Fe de ratas columna por José Javier Reyes
¿Verdaderamente queremos que se acabe la corrupción? ¿No gusta la idea? ¿Nos conviene? El daño que hace la corrupción a las arcas públicas es una sangría que ha debilitado a la economía nacional de forma legendaria. Los sexenios de Miguel Alemán a la fecha se han hacho de la mala fama (casi siempre, merecida) de que han dispuesto de forma alegre y despreocupada de los dineros oficiales. Los programas que de inicio se diseñan para favorecer a ciertos sectores de la población, acaban en los bolsillos de intermediarios cuya identidad nos sorprende.
(Es el caso de la conversación interceptada entre Hugo Estefanía Monroy, exalcalde de Cortazar y Noé Lara Belman (a) “El Puma”, fundador (junto con el “Marro”) del cártel de Santa Rosa de Lima y más tarde desertor del mismo, donde el exedil le explicaba cómo apoderarse de los recursos de programas del municipio de Villagrán, todo ello en Guanajuato. Tras darse a conocer la grabación, Estefanía Monroy fue asesinado y “El Puma”, apresado).
Pero esto es mera anécdota. La detención de Emilio Lozoya Austin, exdirector de Pemex, nos mostraría (suponiendo que sus delaciones se puedan comprobar) que la función pública es el arte de hacer que los recursos que aparecen etiquetados para una cosa acaben en los bolsillos adecuados.
Si en el primer caso hablamos de decenas de millones de pesos, en el segundo hablamos de miles de millones. En el ejemplo guanajuatense, se trata de una operación donde están implicados un par de delincuentes locales y algunos cómplices; en el segundo, un concurso de fuerzas que implican los más altos niveles de gobierno. La corrupción funciona así: a mayor poder, más corrupción. El saqueo del erario público no es un accidente que se da a espaldas del jefe máximo, sino con su beneplácito: él es el capo di tutti capi.
La reacción de la sociedad es una condena mayoritaria, pero no unánime.

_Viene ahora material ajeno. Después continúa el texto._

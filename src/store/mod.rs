//! Vector record store contract and backends.
//!
//! [`VectorStore`] is implemented by [`sqlite::SqliteStore`] (embedded,
//! single file, sqlite-vec) and [`postgres::PgStore`] (networked, pgvector).
//! Both rank by L2 distance and break ties by ascending id.

pub mod postgres;
pub mod sqlite;

use std::sync::Arc;

use async_trait::async_trait;

use crate::config::{StorageBackend, StorageConfig};
use crate::error::{FabricError, StorageError};

pub use crate::types::{MemoryMetadata, MemoryRecord, MemoryResult, RecordId, Role};

pub type StorageResult<T> = Result<T, StorageError>;

/// Exact-match constraints applied before ranking. `None` fields impose nothing.
#[derive(Debug, Clone, Default, PartialEq, Eq)]
pub struct SearchFilter {
    pub entity_id: Option<String>,
    pub process_id: Option<String>,
    pub session_id: Option<String>,
    pub role: Option<Role>,
}

impl SearchFilter {
    pub fn is_empty(&self) -> bool {
        self.entity_id.is_none()
            && self.process_id.is_none()
            && self.session_id.is_none()
            && self.role.is_none()
    }

    pub fn entity(entity_id: impl Into<String>) -> Self {
        Self {
            entity_id: Some(entity_id.into()),
            ..Default::default()
        }
    }

    /// In-process evaluation of the filter.
    #[cfg(test)]
    pub fn matches(&self, metadata: &MemoryMetadata) -> bool {
        fn field_ok(want: &Option<String>, have: &Option<String>) -> bool {
            want.as_ref().is_none_or(|w| have.as_ref() == Some(w))
        }
        field_ok(&self.entity_id, &metadata.entity_id)
            && field_ok(&self.process_id, &metadata.process_id)
            && field_ok(&self.session_id, &metadata.session_id)
            && self.role.is_none_or(|r| metadata.role == Some(r))
    }
}

/// Durable id → (content, vector, metadata) mapping with similarity search.
///
/// `init` must complete before any other call. After `close` every call
/// fails with [`StorageError::Closed`].
#[async_trait]
pub trait VectorStore: Send + Sync {
    /// Vector length every record in this store has.
    fn dimension(&self) -> usize;

    /// Short backend name for logs.
    fn backend(&self) -> &'static str;

    /// Create schema and index structures if absent. Idempotent.
    async fn init(&self) -> StorageResult<()>;

    /// Atomically store content, vector and metadata. Returns the new id.
    async fn insert(
        &self,
        content: &str,
        vector: &[f32],
        metadata: &MemoryMetadata,
    ) -> StorageResult<RecordId>;

    /// At most `limit` results, narrowed by `filter`, ascending distance.
    async fn search(
        &self,
        vector: &[f32],
        limit: usize,
        filter: &SearchFilter,
    ) -> StorageResult<Vec<MemoryResult>>;

    /// Remove a record and its vector entry together.
    async fn delete(&self, id: RecordId) -> StorageResult<()>;

    /// Number of records matching `filter`.
    async fn count(&self, filter: &SearchFilter) -> StorageResult<u64>;

    /// Record which embedding model writes to this store, warning when it
    /// differs from the one recorded earlier. Backends without a place to
    /// keep it accept anything.
    async fn check_embedding_model(&self, _model: &str) -> StorageResult<()> {
        Ok(())
    }

    /// Release underlying resources.
    async fn close(&self) -> StorageResult<()>;
}

/// Reject vectors whose length differs from the store dimension.
pub(crate) fn check_dimension(expected: usize, vector: &[f32]) -> StorageResult<()> {
    if vector.len() != expected {
        return Err(StorageError::DimensionMismatch {
            expected,
            actual: vector.len(),
        });
    }
    Ok(())
}

/// Create the configured store. The store still needs `init()`.
pub fn create_store(
    config: &StorageConfig,
    dimension: usize,
) -> Result<Arc<dyn VectorStore>, FabricError> {
    match config.backend {
        StorageBackend::Sqlite => {
            let path = config.resolved_db_path();
            let store = sqlite::SqliteStore::open(&path, dimension)?;
            Ok(Arc::new(store))
        }
        StorageBackend::Postgres => {
            let url = config.postgres_url.as_deref().ok_or_else(|| {
                FabricError::config("storage.postgres_url is required for the postgres backend")
            })?;
            let store =
                postgres::PgStore::connect_lazy(url, &config.table, dimension, config.max_connections)?;
            Ok(Arc::new(store))
        }
    }
}

#[cfg(test)]
mod tests {
    use super::*;

    #[test]
    fn empty_filter_matches_everything() {
        let filter = SearchFilter::default();
        assert!(filter.is_empty());
        assert!(filter.matches(&MemoryMetadata::default()));
    }

    #[test]
    fn filter_fields_are_and_combined() {
        let filter = SearchFilter {
            entity_id: Some("user-1".into()),
            process_id: Some("chat".into()),
            ..Default::default()
        };
        let mut meta = MemoryMetadata {
            entity_id: Some("user-1".into()),
            ..Default::default()
        };
        assert!(!filter.matches(&meta), "missing process_id must not match");

        meta.process_id = Some("chat".into());
        assert!(filter.matches(&meta));

        meta.entity_id = Some("user-2".into());
        assert!(!filter.matches(&meta));
    }

    #[test]
    fn role_filter() {
        let filter = SearchFilter {
            role: Some(Role::Assistant),
            ..Default::default()
        };
        let meta = MemoryMetadata {
            role: Some(Role::User),
            ..Default::default()
        };
        assert!(!filter.matches(&meta));
    }

    #[test]
    fn dimension_check_rejects_mismatch() {
        assert!(check_dimension(3, &[0.0, 1.0, 2.0]).is_ok());
        let err = check_dimension(3, &[0.0, 1.0]).unwrap_err();
        assert!(matches!(
            err,
            StorageError::DimensionMismatch {
                expected: 3,
                actual: 2
            }
        ));
    }
}
//! Core record type definitions.
//!
//! Defines [`Role`] (who produced a memory), [`MemoryMetadata`] (the open
//! key-value map stored alongside every record), [`MemoryRecord`] and
//! [`MemoryResult`].

use serde::{Deserialize, Serialize};

/// Store-assigned record identifier. Monotonic, never reused.
pub type RecordId = i64;

/// Conversational role of the speaker a memory came from.
#[derive(Debug, Clone, Copy, PartialEq, Eq, Hash, Serialize, Deserialize)]
#[serde(rename_all = "snake_case")]
pub enum Role {
    User,
    Assistant,
    System,
    Tool,
}

impl Role {
    /// SQL-compatible string representation.
    pub fn as_str(&self) -> &'static str {
        match self {
            Self::User => "user",
            Self::Assistant => "assistant",
            Self::System => "system",
            Self::Tool => "tool",
        }
    }
}

impl Default for Role {
    fn default() -> Self {
        Self::User
    }
}

impl std::fmt::Display for Role {
    fn fmt(&self, f: &mut std::fmt::Formatter<'_>) -> std::fmt::Result {
        f.write_str(self.as_str())
    }
}

impl std::str::FromStr for Role {
    type Err = String;

    fn from_str(s: &str) -> Result<Self, Self::Err> {
        match s {
            "user" => Ok(Self::User),
            "assistant" => Ok(Self::Assistant),
            "system" => Ok(Self::System),
            "tool" => Ok(Self::Tool),
            _ => Err(format!("unknown role: {s}")),
        }
    }
}

/// Metadata attached to a record.
///
/// The recognized keys are typed fields; anything else a caller attaches is
/// kept verbatim in `extra` and round-trips through both backends.
#[derive(Debug, Clone, Default, PartialEq, Serialize, Deserialize)]
#[serde(rename_all = "camelCase")]
pub struct MemoryMetadata {
    #[serde(default, skip_serializing_if = "Option::is_none")]
    pub role: Option<Role>,
    #[serde(default, skip_serializing_if = "Option::is_none")]
    pub entity_id: Option<String>,
    #[serde(default, skip_serializing_if = "Option::is_none")]
    pub process_id: Option<String>,
    #[serde(default, skip_serializing_if = "Option::is_none")]
    pub session_id: Option<String>,
    /// RFC 3339 creation timestamp.
    #[serde(default, skip_serializing_if = "Option::is_none")]
    pub created_at: Option<String>,
    /// Raw text before compression. Only set when `is_compressed` is true.
    #[serde(default, skip_serializing_if = "Option::is_none")]
    pub original_content: Option<String>,
    #[serde(default, skip_serializing_if = "Option::is_none")]
    pub is_compressed: Option<bool>,
    #[serde(flatten)]
    pub extra: serde_json::Map<String, serde_json::Value>,
}

/// A stored memory.
#[derive(Debug, Clone, PartialEq, Serialize)]
pub struct MemoryRecord {
    pub id: RecordId,
    /// Text actually indexed. May be a compressed surrogate of what the caller wrote.
    pub content: String,
    #[serde(skip_serializing)]
    pub vector: Vec<f32>,
    pub metadata: MemoryMetadata,
}

/// A record as seen by one search call.
///
/// `distance` is only comparable against other results of the same call.
/// Record fields are reachable directly through `Deref`.
#[derive(Debug, Clone, PartialEq, Serialize)]
pub struct MemoryResult {
    #[serde(flatten)]
    pub record: MemoryRecord,
    pub distance: f64,
}

impl std::ops::Deref for MemoryResult {
    type Target = MemoryRecord;

    fn deref(&self) -> &MemoryRecord {
        &self.record
    }
}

Muchas voces no se unen a la petición de justicia y, por el contrario, parecen lamentar su exclusión en el mundo de las grandes transas. No les importa la transparencia o la honestidad, sino el no tener una parte del botín. La política ha sido pródiga en expresiones que ponderan la permanencia al mundo del latrocinio. Frases como:
“No quiero que me den, sino que me pongan donde hay”, “¿Y yo en qué libro leo?”, “Vergüenza no es robar, sino que te agarren”, son parte de un triste folclor mexicano.
Todo empieza por algo simple: el ínfimo soborno, la mordida, el favor que intercambiamos, el hacer la vista gorda si así conviene. Con estos pequeños actos nos convencemos que la corrupción, en dosis adecuadas, nos beneficia. Como dijo Paracelso, “la dosis hace al veneno”. O como decimos nosotros, “qué tanto es tantito”.
Acabar con la corrupción es hacerlo a muchos niveles. Pero ante todo, que podamos desterrarla de nuestra cultura, de nuestra habla, de nuestra vida, de nuestro sistema de creencias y nuestras aspiraciones. El delincuente poderoso que con su ostentación vulgar de los productos de sus delitos nos causa envidia en vez de enojo, el político que obtiene con lo robado bienes insultantes que secretamente admiramos, son la fase última de un vivir acanallados.
Debemos convencernos que la corrupción a cualquier escala, nos perjudica. Porque son más las veces en que seremos sus víctimas que sus beneficiarios.